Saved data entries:
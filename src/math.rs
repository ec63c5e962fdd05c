//! Checked integer math shared by the conversion engine and the ledger
//!
//! Every function is pure over `U256`; overflow and zero divisors surface as
//! [`VaultError::MathOverflow`] and [`VaultError::DivisionByZero`].

use alloy::primitives::U256;
use serde::{Deserialize, Serialize};

use crate::constants::{
    BPS_DENOMINATOR, FEE_DENOMINATOR, FEE_NUMERATOR, SPLIT_ASSET_COEFF, SPLIT_DIVISOR,
    SPLIT_RESERVE_COEFF, SPLIT_SQUARE_COEFF,
};
use crate::error::{VaultError, VaultResult};

#[derive(Clone, Copy, PartialEq, Eq, Debug)]
pub enum Rounding {
    Floor,
    Ceiling,
}

/// Order of operations for proportional reserve claims.
///
/// `DivideFirst` truncates `amount / total` before scaling by the reserve,
/// which yields zero for any amount below `total`. It is kept so both
/// behaviours can be compared side by side.
#[derive(Clone, Copy, PartialEq, Eq, Debug, Default, Serialize, Deserialize)]
#[serde(rename_all = "snake_case")]
pub enum DivisionOrder {
    #[default]
    MultiplyFirst,
    DivideFirst,
}

fn u(value: u64) -> U256 {
    U256::from(value)
}

pub(crate) fn add(a: U256, b: U256) -> VaultResult<U256> {
    a.checked_add(b).ok_or(VaultError::MathOverflow)
}

pub(crate) fn sub(a: U256, b: U256) -> VaultResult<U256> {
    a.checked_sub(b).ok_or(VaultError::MathOverflow)
}

pub(crate) fn mul(a: U256, b: U256) -> VaultResult<U256> {
    a.checked_mul(b).ok_or(VaultError::MathOverflow)
}

/// Computes `value * numerator / denominator` with the given rounding.
pub fn mul_div(
    value: U256,
    numerator: U256,
    denominator: U256,
    rounding: Rounding,
) -> VaultResult<U256> {
    if denominator.is_zero() {
        return Err(VaultError::DivisionByZero);
    }

    let product = mul(value, numerator)?;
    let quotient = product / denominator;

    match rounding {
        Rounding::Floor => Ok(quotient),
        Rounding::Ceiling => {
            if (product % denominator).is_zero() {
                Ok(quotient)
            } else {
                add(quotient, U256::from(1u64))
            }
        }
    }
}

/// Integer square root, rounded down (Babylonian method).
pub fn sqrt(y: U256) -> U256 {
    if y > u(3) {
        let mut z = y;
        let mut x = y / u(2) + u(1);
        while x < z {
            z = x;
            x = (y / x + x) / u(2);
        }
        z
    } else if !y.is_zero() {
        u(1)
    } else {
        U256::ZERO
    }
}

/// Constant-product output for an exact input, net of the 0.3% fee.
///
/// `amountOut = amountIn * 997 * reserveOut / (reserveIn * 1000 + amountIn * 997)`
pub fn get_amount_out(amount_in: U256, reserve_in: U256, reserve_out: U256) -> VaultResult<U256> {
    if amount_in.is_zero() {
        return Ok(U256::ZERO);
    }
    if reserve_in.is_zero() || reserve_out.is_zero() {
        return Err(VaultError::DivisionByZero);
    }

    let amount_in_with_fee = mul(amount_in, u(FEE_NUMERATOR))?;
    let numerator = mul(amount_in_with_fee, reserve_out)?;
    let denominator = add(mul(reserve_in, u(FEE_DENOMINATOR))?, amount_in_with_fee)?;
    Ok(numerator / denominator)
}

/// Amount of B equivalent to `amount_a` of A at the pool's spot price.
pub fn quote(amount_a: U256, reserve_a: U256, reserve_b: U256) -> VaultResult<U256> {
    if amount_a.is_zero() {
        return Err(VaultError::ZeroAmount);
    }
    mul_div(amount_a, reserve_b, reserve_a, Rounding::Floor)
}

/// Amounts a V2 router actually deposits out of `(desired0, desired1)`:
/// as much as possible at the pool's current ratio.
pub fn liquidity_amounts(
    desired0: U256,
    desired1: U256,
    reserve0: U256,
    reserve1: U256,
) -> VaultResult<(U256, U256)> {
    if reserve0.is_zero() && reserve1.is_zero() {
        return Ok((desired0, desired1));
    }

    let amount1_optimal = quote(desired0, reserve0, reserve1)?;
    if amount1_optimal <= desired1 {
        Ok((desired0, amount1_optimal))
    } else {
        let amount0_optimal = quote(desired1, reserve1, reserve0)?;
        Ok((amount0_optimal.min(desired0), desired1))
    }
}

/// Portion of a single-asset deposit to swap before adding liquidity.
///
/// Solves the constant-product invariant (0.3% fee included) for the swap
/// size that leaves the remaining deposit and the swap output in the pool's
/// post-swap ratio:
///
/// `s = (sqrt(r * (r * 3988009 + a * 3988000)) - r * 1997) / 1994`
pub fn optimal_swap_amount(reserve_in: U256, assets_in: U256) -> VaultResult<U256> {
    if reserve_in.is_zero() {
        return Err(VaultError::DivisionByZero);
    }

    let inner = add(
        mul(reserve_in, u(SPLIT_SQUARE_COEFF))?,
        mul(assets_in, u(SPLIT_ASSET_COEFF))?,
    )?;
    let root = sqrt(mul(reserve_in, inner)?);
    let offset = mul(reserve_in, u(SPLIT_RESERVE_COEFF))?;

    Ok(root.saturating_sub(offset) / u(SPLIT_DIVISOR))
}

/// Share of `reserve` owned by `amount` out of `total` units.
pub fn proportional_share(
    amount: U256,
    total: U256,
    reserve: U256,
    order: DivisionOrder,
    rounding: Rounding,
) -> VaultResult<U256> {
    if total.is_zero() {
        return Err(VaultError::DivisionByZero);
    }

    match order {
        DivisionOrder::MultiplyFirst => mul_div(amount, reserve, total, rounding),
        DivisionOrder::DivideFirst => mul(amount / total, reserve),
    }
}

/// Lower bound on `amount` after a basis-point tolerance.
pub fn apply_slippage(amount: U256, slippage_bps: u16) -> VaultResult<U256> {
    let keep = BPS_DENOMINATOR
        .checked_sub(u64::from(slippage_bps))
        .ok_or(VaultError::InvalidParameter("slippage above 100%"))?;
    mul_div(amount, u(keep), u(BPS_DENOMINATOR), Rounding::Floor)
}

Task instructions: Output every entry exactly as given.

Answer space:
filename src/math.rs
repository ec63c5e962fdd05c
//! Checked integer math shared by the conversion engine and the ledger
//!
//! Every function is pure over `U256`; overflow and zero divisors surface as
//! [`VaultError::MathOverflow`] and [`VaultError::DivisionByZero`].

use alloy::primitives::U256;
use serde::{Deserialize, Serialize};

use crate::constants::{
    BPS_DENOMINATOR, FEE_DENOMINATOR, FEE_NUMERATOR, SPLIT_ASSET_COEFF, SPLIT_DIVISOR,
    SPLIT_RESERVE_COEFF, SPLIT_SQUARE_COEFF,
};
use crate::error::{VaultError, VaultResult};

#[derive(Clone, Copy, PartialEq, Eq, Debug)]
pub enum Rounding {
    Floor,
    Ceiling,
}

/// Order of operations for proportional reserve claims.
///
/// `DivideFirst` truncates `amount / total` before scaling by the reserve,
/// which yields zero for any amount below `total`. It is kept so both
/// behaviours can be compared side by side.
#[derive(Clone, Copy, PartialEq, Eq, Debug, Default, Serialize, Deserialize)]
#[serde(rename_all = "snake_case")]
pub enum DivisionOrder {
    #[default]
    MultiplyFirst,
    DivideFirst,
}

fn u(value: u64) -> U256 {
    U256::from(value)
}

pub(crate) fn add(a: U256, b: U256) -> VaultResult<U256> {
    a.checked_add(b).ok_or(VaultError::MathOverflow)
}

pub(crate) fn sub(a: U256, b: U256) -> VaultResult<U256> {
    a.checked_sub(b).ok_or(VaultError::MathOverflow)
}

pub(crate) fn mul(a: U256, b: U256) -> VaultResult<U256> {
    a.checked_mul(b).ok_or(VaultError::MathOverflow)
}

/// Computes `value * numerator / denominator` with the given rounding.
pub fn mul_div(
    value: U256,
    numerator: U256,
    denominator: U256,
    rounding: Rounding,
) -> VaultResult<U256> {
    if denominator.is_zero() {
        return Err(VaultError::DivisionByZero);
    }

    let product = mul(value, numerator)?;
    let quotient = product / denominator;

    match rounding {
        Rounding::Floor => Ok(quotient),
        Rounding::Ceiling => {
            if (product % denominator).is_zero() {
                Ok(quotient)
            } else {
                add(quotient, U256::from(1u64))
            }
        }
    }
}

/// Integer square root, rounded down (Babylonian method).
pub fn sqrt(y: U256) -> U256 {
    if y > u(3) {
        let mut z = y;
        let mut x = y / u(2) + u(1);
        while x < z {
            z = x;
            x = (y / x + x) / u(2);
        }
        z
    } else if !y.is_zero() {
        u(1)
    } else {
        U256::ZERO
    }
}

/// Constant-product output for an exact input, net of the 0.3% fee.
///
/// `amountOut = amountIn * 997 * reserveOut / (reserveIn * 1000 + amountIn * 997)`
pub fn get_amount_out(amount_in: U256, reserve_in: U256, reserve_out: U256) -> VaultResult<U256> {
    if amount_in.is_zero() {
        return Ok(U256::ZERO);
    }
    if reserve_in.is_zero() || reserve_out.is_zero() {
        return Err(VaultError::DivisionByZero);
    }

    let amount_in_with_fee = mul(amount_in, u(FEE_NUMERATOR))?;
    let numerator = mul(amount_in_with_fee, reserve_out)?;
    let denominator = add(mul(reserve_in, u(FEE_DENOMINATOR))?, amount_in_with_fee)?;
    Ok(numerator / denominator)
}

/// Amount of B equivalent to `amount_a` of A at the pool's spot price.
pub fn quote(amount_a: U256, reserve_a: U256, reserve_b: U256) -> VaultResult<U256> {
    if amount_a.is_zero() {
        return Err(VaultError::ZeroAmount);
    }
    mul_div(amount_a, reserve_b, reserve_a, Rounding::Floor)
}

/// Amounts a V2 router actually deposits out of `(desired0, desired1)`:
/// as much as possible at the pool's current ratio.
pub fn liquidity_amounts(
    desired0: U256,
    desired1: U256,
    reserve0: U256,
    reserve1: U256,
) -> VaultResult<(U256, U256)> {
    if reserve0.is_zero() && reserve1.is_zero() {
        return Ok((desired0, desired1));
    }

    let amount1_optimal = quote(desired0, reserve0, reserve1)?;
    if amount1_optimal <= desired1 {
        Ok((desired0, amount1_optimal))
    } else {
        let amount0_optimal = quote(desired1, reserve1, reserve0)?;
        Ok((amount0_optimal.min(desired0), desired1))
    }
}

/// Portion of a single-asset deposit to swap before adding liquidity.
///
/// Solves the constant-product invariant (0.3% fee included) for the swap
/// size that leaves the remaining deposit and the swap output in the pool's
/// post-swap ratio:
///
/// `s = (sqrt(r * (r * 3988009 + a * 3988000)) - r * 1997) / 1994`
pub fn optimal_swap_amount(reserve_in: U256, assets_in: U256) -> VaultResult<U256> {
    if reserve_in.is_zero() {
        return Err(VaultError::DivisionByZero);
    }

    let inner = add(
        mul(reserve_in, u(SPLIT_SQUARE_COEFF))?,
        mul(assets_in, u(SPLIT_ASSET_COEFF))?,
    )?;
    let root = sqrt(mul(reserve_in, inner)?);
    let offset = mul(reserve_in, u(SPLIT_RESERVE_COEFF))?;

    Ok(root.saturating_sub(offset) / u(SPLIT_DIVISOR))
}

/// Share of `reserve` owned by `amount` out of `total` units.
pub fn proportional_share(
    amount: U256,
    total: U256,
    reserve: U256,
    order: DivisionOrder,
    rounding: Rounding,
) -> VaultResult<U256> {
    if total.is_zero() {
        return Err(VaultError::DivisionByZero);
    }

    match order {
        DivisionOrder::MultiplyFirst => mul_div(amount, reserve, total, rounding),
        DivisionOrder::DivideFirst => mul(amount / total, reserve),
    }
}

/// Lower bound on `amount` after a basis-point tolerance.
pub fn apply_slippage(amount: U256, slippage_bps: u16) -> VaultResult<U256> {
    let keep = BPS_DENOMINATOR
        .checked_sub(u64::from(slippage_bps))
        .ok_or(VaultError::InvalidParameter("slippage above 100%"))?;
    mul_div(amount, u(keep), u(BPS_DENOMINATOR), Rounding::Floor)
}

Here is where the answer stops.